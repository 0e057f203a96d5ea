//! Performance benchmarks for the frame quality pipeline
//!
//! Run with: cargo bench
//!
//! Each stage is measured on its own, plus a full engine pass per frame,
//! across common preview resolutions.

use criterion::{black_box, criterion_group, criterion_main, BenchmarkId, Criterion, Throughput};
use framegauge::analysis::{
    extract, frame_difference, FrameStatistics, GradientField, Orientation, StatsAccelerator,
    StridedAccelerator,
};
use framegauge::testing::{noise_plane, with_row_padding};
use framegauge::{EngineConfig, MetricsEngine, RawFrame};
use std::time::Duration;

const RESOLUTIONS: [(u32, u32, &str); 3] = [(320, 240, "240p"), (640, 480, "480p"), (1280, 720, "720p")];

/// Padding typical of camera planes aligned to 64 bytes
fn aligned_stride(width: u32) -> u32 {
    (width + 63) / 64 * 64 + 64
}

fn bench_extract(c: &mut Criterion) {
    let mut group = c.benchmark_group("Luma Extraction");

    for (width, height, name) in RESOLUTIONS {
        let stride = aligned_stride(width);
        let padded = with_row_padding(&noise_plane(width, height, 1), width, height, stride, 0);
        group.throughput(Throughput::Bytes((width * height) as u64));

        group.bench_with_input(BenchmarkId::new("padded", name), &padded, |b, data| {
            b.iter(|| {
                let frame = RawFrame::new(data, width, height, stride, Duration::ZERO);
                black_box(extract(&frame).map(|luma| luma.len()))
            })
        });
    }

    group.finish();
}

fn bench_stages(c: &mut Criterion) {
    let mut group = c.benchmark_group("Analysis Stages");

    for (width, height, name) in RESOLUTIONS {
        let plane = noise_plane(width, height, 2);
        let previous = noise_plane(width, height, 3);
        group.throughput(Throughput::Elements((width * height) as u64));

        group.bench_with_input(BenchmarkId::new("statistics", name), &plane, |b, data| {
            b.iter(|| black_box(FrameStatistics::from_pixels(data)))
        });

        group.bench_with_input(BenchmarkId::new("strided_accelerator", name), &plane, |b, data| {
            b.iter(|| black_box(StridedAccelerator.compute_mean_std(data, width, height, width)))
        });

        group.bench_with_input(BenchmarkId::new("gradient_orientation", name), &plane, |b, data| {
            b.iter(|| {
                let field = GradientField::from_pixels(data, width as usize, height as usize);
                black_box(Orientation::estimate(&field))
            })
        });

        group.bench_with_input(BenchmarkId::new("motion", name), &plane, |b, data| {
            b.iter(|| black_box(frame_difference(data, Some(previous.as_slice()))))
        });
    }

    group.finish();
}

fn bench_engine(c: &mut Criterion) {
    let mut group = c.benchmark_group("Engine Frame");
    group.sample_size(30);

    for (width, height, name) in RESOLUTIONS {
        let frames = [noise_plane(width, height, 4), noise_plane(width, height, 5)];
        let mut config = EngineConfig::default();
        config.throttle.min_interval_ms = 0;
        let mut engine = MetricsEngine::new(&config).expect("default config is valid");
        let mut tick = 0u64;

        group.bench_function(BenchmarkId::new("process", name), |b| {
            b.iter(|| {
                tick += 1;
                let data = &frames[(tick % 2) as usize];
                let ts = Duration::from_millis(tick);
                black_box(engine.on_frame(data, width, height, width, ts).ok())
            })
        });
    }

    group.finish();
}

criterion_group!(benches, bench_extract, bench_stages, bench_engine);
criterion_main!(benches);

^^^^^^^^

Task description. Each record above has to be set down again, word for word.

Finished task.
repository 0e057f203a96d5ea
//! Performance benchmarks for the frame quality pipeline
//!
//! Run with: cargo bench
//!
//! Each stage is measured on its own, plus a full engine pass per frame,
//! across common preview resolutions.

use criterion::{black_box, criterion_group, criterion_main, BenchmarkId, Criterion, Throughput};
use framegauge::analysis::{
    extract, frame_difference, FrameStatistics, GradientField, Orientation, StatsAccelerator,
    StridedAccelerator,
};
use framegauge::testing::{noise_plane, with_row_padding};
use framegauge::{EngineConfig, MetricsEngine, RawFrame};
use std::time::Duration;

const RESOLUTIONS: [(u32, u32, &str); 3] = [(320, 240, "240p"), (640, 480, "480p"), (1280, 720, "720p")];

/// Padding typical of camera planes aligned to 64 bytes
fn aligned_stride(width: u32) -> u32 {
    (width + 63) / 64 * 64 + 64
}

fn bench_extract(c: &mut Criterion) {
    let mut group = c.benchmark_group("Luma Extraction");

    for (width, height, name) in RESOLUTIONS {
        let stride = aligned_stride(width);
        let padded = with_row_padding(&noise_plane(width, height, 1), width, height, stride, 0);
        group.throughput(Throughput::Bytes((width * height) as u64));

        group.bench_with_input(BenchmarkId::new("padded", name), &padded, |b, data| {
            b.iter(|| {
                let frame = RawFrame::new(data, width, height, stride, Duration::ZERO);
                black_box(extract(&frame).map(|luma| luma.len()))
            })
        });
    }

    group.finish();
}

fn bench_stages(c: &mut Criterion) {
    let mut group = c.benchmark_group("Analysis Stages");

    for (width, height, name) in RESOLUTIONS {
        let plane = noise_plane(width, height, 2);
        let previous = noise_plane(width, height, 3);
        group.throughput(Throughput::Elements((width * height) as u64));

        group.bench_with_input(BenchmarkId::new("statistics", name), &plane, |b, data| {
            b.iter(|| black_box(FrameStatistics::from_pixels(data)))
        });

        group.bench_with_input(BenchmarkId::new("strided_accelerator", name), &plane, |b, data| {
            b.iter(|| black_box(StridedAccelerator.compute_mean_std(data, width, height, width)))
        });

        group.bench_with_input(BenchmarkId::new("gradient_orientation", name), &plane, |b, data| {
            b.iter(|| {
                let field = GradientField::from_pixels(data, width as usize, height as usize);
                black_box(Orientation::estimate(&field))
            })
        });

        group.bench_with_input(BenchmarkId::new("motion", name), &plane, |b, data| {
            b.iter(|| black_box(frame_difference(data, Some(previous.as_slice()))))
        });
    }

    group.finish();
}

fn bench_engine(c: &mut Criterion) {
    let mut group = c.benchmark_group("Engine Frame");
    group.sample_size(30);

    for (width, height, name) in RESOLUTIONS {
        let frames = [noise_plane(width, height, 4), noise_plane(width, height, 5)];
        let mut config = EngineConfig::default();
        config.throttle.min_interval_ms = 0;
        let mut engine = MetricsEngine::new(&config).expect("default config is valid");
        let mut tick = 0u64;

        group.bench_function(BenchmarkId::new("process", name), |b| {
            b.iter(|| {
                tick += 1;
                let data = &frames[(tick % 2) as usize];
                let ts = Duration::from_millis(tick);
                black_box(engine.on_frame(data, width, height, width, ts).ok())
            })
        });
    }

    group.finish();
}

criterion_group!(benches, bench_extract, bench_stages, bench_engine);
criterion_main!(benches);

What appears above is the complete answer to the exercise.